Task details →
Retyping the data exactly is the task. Include every line.
━━ Recorded data ━━
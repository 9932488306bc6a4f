//! Delete endpoint and storage failure integration tests.
//!
//! Run with: `cargo test -p bizdesk-api --test delete_test`

mod helpers;

use std::path::{Path, PathBuf};
use std::sync::Arc;

use async_trait::async_trait;
use axum_test::multipart::MultipartForm;
use bizdesk_core::{CategoryTable, UploadCategory};
use bizdesk_storage::{ByteStream, Storage, StorageError, StorageResult, WrittenFile};
use helpers::fixtures::png_part;
use helpers::{bearer, setup_test_app, setup_test_app_with_storage};
use serde_json::Value;

async fn upload_avatar(app: &helpers::TestApp) -> String {
    let response = app
        .client()
        .post("/api/upload/avatar")
        .add_header("Authorization", bearer())
        .multipart(MultipartForm::new().add_part("file", png_part("me.png")))
        .await;
    assert_eq!(response.status_code(), 201);
    let body: Value = response.json();
    body["data"]["filename"].as_str().unwrap().to_string()
}

#[tokio::test]
async fn test_delete_stored_file() {
    let app = setup_test_app().await;
    let filename = upload_avatar(&app).await;
    assert_eq!(app.stored_count("avatars"), 1);

    let response = app
        .client()
        .delete(&format!("/api/upload/avatar/{}", filename))
        .add_header("Authorization", bearer())
        .await;

    assert_eq!(response.status_code(), 200);
    let body: Value = response.json();
    assert_eq!(body["success"], true);
    assert_eq!(body["message"], "File deleted successfully");
    assert_eq!(body["data"]["category"], "avatar");
    assert_eq!(body["data"]["filename"], filename.as_str());
    assert_eq!(app.stored_count("avatars"), 0);

    let served = app
        .client()
        .get(&format!("/uploads/avatars/{}", filename))
        .await;
    assert_eq!(served.status_code(), 404);
}

#[tokio::test]
async fn test_delete_accepts_directory_name() {
    let app = setup_test_app().await;
    let filename = upload_avatar(&app).await;

    let response = app
        .client()
        .delete(&format!("/api/upload/avatars/{}", filename))
        .add_header("Authorization", bearer())
        .await;

    assert_eq!(response.status_code(), 200);
    assert_eq!(app.stored_count("avatars"), 0);
}

#[tokio::test]
async fn test_delete_missing_file() {
    let app = setup_test_app().await;

    let response = app
        .client()
        .delete("/api/upload/image/1700000000000-0123456789abcdef.png")
        .add_header("Authorization", bearer())
        .await;

    assert_eq!(response.status_code(), 404);
    let body: Value = response.json();
    assert_eq!(body["code"], "NOT_FOUND");
}

#[tokio::test]
async fn test_delete_unknown_category() {
    let app = setup_test_app().await;

    let response = app
        .client()
        .delete("/api/upload/invoices/1-abc.pdf")
        .add_header("Authorization", bearer())
        .await;

    assert_eq!(response.status_code(), 404);
    let body: Value = response.json();
    assert_eq!(body["message"], "Unknown upload category: invoices");
}

#[tokio::test]
async fn test_delete_rejects_hidden_name() {
    let app = setup_test_app().await;

    let response = app
        .client()
        .delete("/api/upload/image/.staging")
        .add_header("Authorization", bearer())
        .await;

    assert_eq!(response.status_code(), 400);
    assert!(app.root.join(".staging").is_dir());
}

/// Storage whose writes always fail.
struct FailingStorage {
    root: PathBuf,
}

#[async_trait]
impl Storage for FailingStorage {
    async fn provision(&self, _categories: &CategoryTable) -> StorageResult<()> {
        Ok(())
    }

    async fn write_stream<'a>(
        &self,
        _category: UploadCategory,
        _filename: &str,
        _max_bytes: u64,
        _stream: ByteStream<'a>,
    ) -> StorageResult<WrittenFile> {
        Err(StorageError::WriteFailed(format!(
            "disk full at {}",
            self.root.display()
        )))
    }

    async fn delete(&self, _category: UploadCategory, _filename: &str) -> StorageResult<bool> {
        Ok(false)
    }

    fn discard(&self, _category: UploadCategory, _filename: &str) {}

    async fn exists(&self, _category: UploadCategory, _filename: &str) -> StorageResult<bool> {
        Err(StorageError::IoError(std::io::Error::other("unreachable")))
    }

    fn public_url(&self, category: UploadCategory, filename: &str) -> String {
        format!("/uploads/{}/{}", category.directory(), filename)
    }

    fn root(&self) -> &Path {
        &self.root
    }
}

#[tokio::test]
async fn test_storage_failure_hides_details() {
    let storage = Arc::new(FailingStorage {
        root: PathBuf::from("/srv/bizdesk-uploads"),
    });
    let server = setup_test_app_with_storage(storage).await;

    let response = server
        .post("/api/upload/any")
        .add_header("Authorization", bearer())
        .multipart(MultipartForm::new().add_part("file", png_part("a.png")))
        .await;

    assert_eq!(response.status_code(), 500);
    let body: Value = response.json();
    assert_eq!(body["success"], false);
    assert_eq!(body["code"], "STORAGE_ERROR");
    assert_eq!(body["message"], "Failed to store file");
    assert!(body.get("details").is_none());
    assert!(!response.text().contains("/srv/bizdesk-uploads"));
}

#[tokio::test]
async fn test_health_reports_degraded_storage() {
    let storage = Arc::new(FailingStorage {
        root: PathBuf::from("/srv/bizdesk-uploads"),
    });
    let server = setup_test_app_with_storage(storage).await;

    let response = server.get("/health").await;

    assert_eq!(response.status_code(), 503);
    let body: Value = response.json();
    assert_eq!(body["status"], "degraded");
}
━━━
Written answer →
repository 9932488306bc6a4f
//! Delete endpoint and storage failure integration tests.
//!
//! Run with: `cargo test -p bizdesk-api --test delete_test`

mod helpers;

use std::path::{Path, PathBuf};
use std::sync::Arc;

use async_trait::async_trait;
use axum_test::multipart::MultipartForm;
use bizdesk_core::{CategoryTable, UploadCategory};
use bizdesk_storage::{ByteStream, Storage, StorageError, StorageResult, WrittenFile};
use helpers::fixtures::png_part;
use helpers::{bearer, setup_test_app, setup_test_app_with_storage};
use serde_json::Value;

async fn upload_avatar(app: &helpers::TestApp) -> String {
    let response = app
        .client()
        .post("/api/upload/avatar")
        .add_header("Authorization", bearer())
        .multipart(MultipartForm::new().add_part("file", png_part("me.png")))
        .await;
    assert_eq!(response.status_code(), 201);
    let body: Value = response.json();
    body["data"]["filename"].as_str().unwrap().to_string()
}

#[tokio::test]
async fn test_delete_stored_file() {
    let app = setup_test_app().await;
    let filename = upload_avatar(&app).await;
    assert_eq!(app.stored_count("avatars"), 1);

    let response = app
        .client()
        .delete(&format!("/api/upload/avatar/{}", filename))
        .add_header("Authorization", bearer())
        .await;

    assert_eq!(response.status_code(), 200);
    let body: Value = response.json();
    assert_eq!(body["success"], true);
    assert_eq!(body["message"], "File deleted successfully");
    assert_eq!(body["data"]["category"], "avatar");
    assert_eq!(body["data"]["filename"], filename.as_str());
    assert_eq!(app.stored_count("avatars"), 0);

    let served = app
        .client()
        .get(&format!("/uploads/avatars/{}", filename))
        .await;
    assert_eq!(served.status_code(), 404);
}

#[tokio::test]
async fn test_delete_accepts_directory_name() {
    let app = setup_test_app().await;
    let filename = upload_avatar(&app).await;

    let response = app
        .client()
        .delete(&format!("/api/upload/avatars/{}", filename))
        .add_header("Authorization", bearer())
        .await;

    assert_eq!(response.status_code(), 200);
    assert_eq!(app.stored_count("avatars"), 0);
}

#[tokio::test]
async fn test_delete_missing_file() {
    let app = setup_test_app().await;

    let response = app
        .client()
        .delete("/api/upload/image/1700000000000-0123456789abcdef.png")
        .add_header("Authorization", bearer())
        .await;

    assert_eq!(response.status_code(), 404);
    let body: Value = response.json();
    assert_eq!(body["code"], "NOT_FOUND");
}

#[tokio::test]
async fn test_delete_unknown_category() {
    let app = setup_test_app().await;

    let response = app
        .client()
        .delete("/api/upload/invoices/1-abc.pdf")
        .add_header("Authorization", bearer())
        .await;

    assert_eq!(response.status_code(), 404);
    let body: Value = response.json();
    assert_eq!(body["message"], "Unknown upload category: invoices");
}

#[tokio::test]
async fn test_delete_rejects_hidden_name() {
    let app = setup_test_app().await;

    let response = app
        .client()
        .delete("/api/upload/image/.staging")
        .add_header("Authorization", bearer())
        .await;

    assert_eq!(response.status_code(), 400);
    assert!(app.root.join(".staging").is_dir());
}

/// Storage whose writes always fail.
struct FailingStorage {
    root: PathBuf,
}

#[async_trait]
impl Storage for FailingStorage {
    async fn provision(&self, _categories: &CategoryTable) -> StorageResult<()> {
        Ok(())
    }

    async fn write_stream<'a>(
        &self,
        _category: UploadCategory,
        _filename: &str,
        _max_bytes: u64,
        _stream: ByteStream<'a>,
    ) -> StorageResult<WrittenFile> {
        Err(StorageError::WriteFailed(format!(
            "disk full at {}",
            self.root.display()
        )))
    }

    async fn delete(&self, _category: UploadCategory, _filename: &str) -> StorageResult<bool> {
        Ok(false)
    }

    fn discard(&self, _category: UploadCategory, _filename: &str) {}

    async fn exists(&self, _category: UploadCategory, _filename: &str) -> StorageResult<bool> {
        Err(StorageError::IoError(std::io::Error::other("unreachable")))
    }

    fn public_url(&self, category: UploadCategory, filename: &str) -> String {
        format!("/uploads/{}/{}", category.directory(), filename)
    }

    fn root(&self) -> &Path {
        &self.root
    }
}

#[tokio::test]
async fn test_storage_failure_hides_details() {
    let storage = Arc::new(FailingStorage {
        root: PathBuf::from("/srv/bizdesk-uploads"),
    });
    let server = setup_test_app_with_storage(storage).await;

    let response = server
        .post("/api/upload/any")
        .add_header("Authorization", bearer())
        .multipart(MultipartForm::new().add_part("file", png_part("a.png")))
        .await;

    assert_eq!(response.status_code(), 500);
    let body: Value = response.json();
    assert_eq!(body["success"], false);
    assert_eq!(body["code"], "STORAGE_ERROR");
    assert_eq!(body["message"], "Failed to store file");
    assert!(body.get("details").is_none());
    assert!(!response.text().contains("/srv/bizdesk-uploads"));
}

#[tokio::test]
async fn test_health_reports_degraded_storage() {
    let storage = Arc::new(FailingStorage {
        root: PathBuf::from("/srv/bizdesk-uploads"),
    });
    let server = setup_test_app_with_storage(storage).await;

    let response = server.get("/health").await;

    assert_eq!(response.status_code(), 503);
    let body: Value = response.json();
    assert_eq!(body["status"], "degraded");
}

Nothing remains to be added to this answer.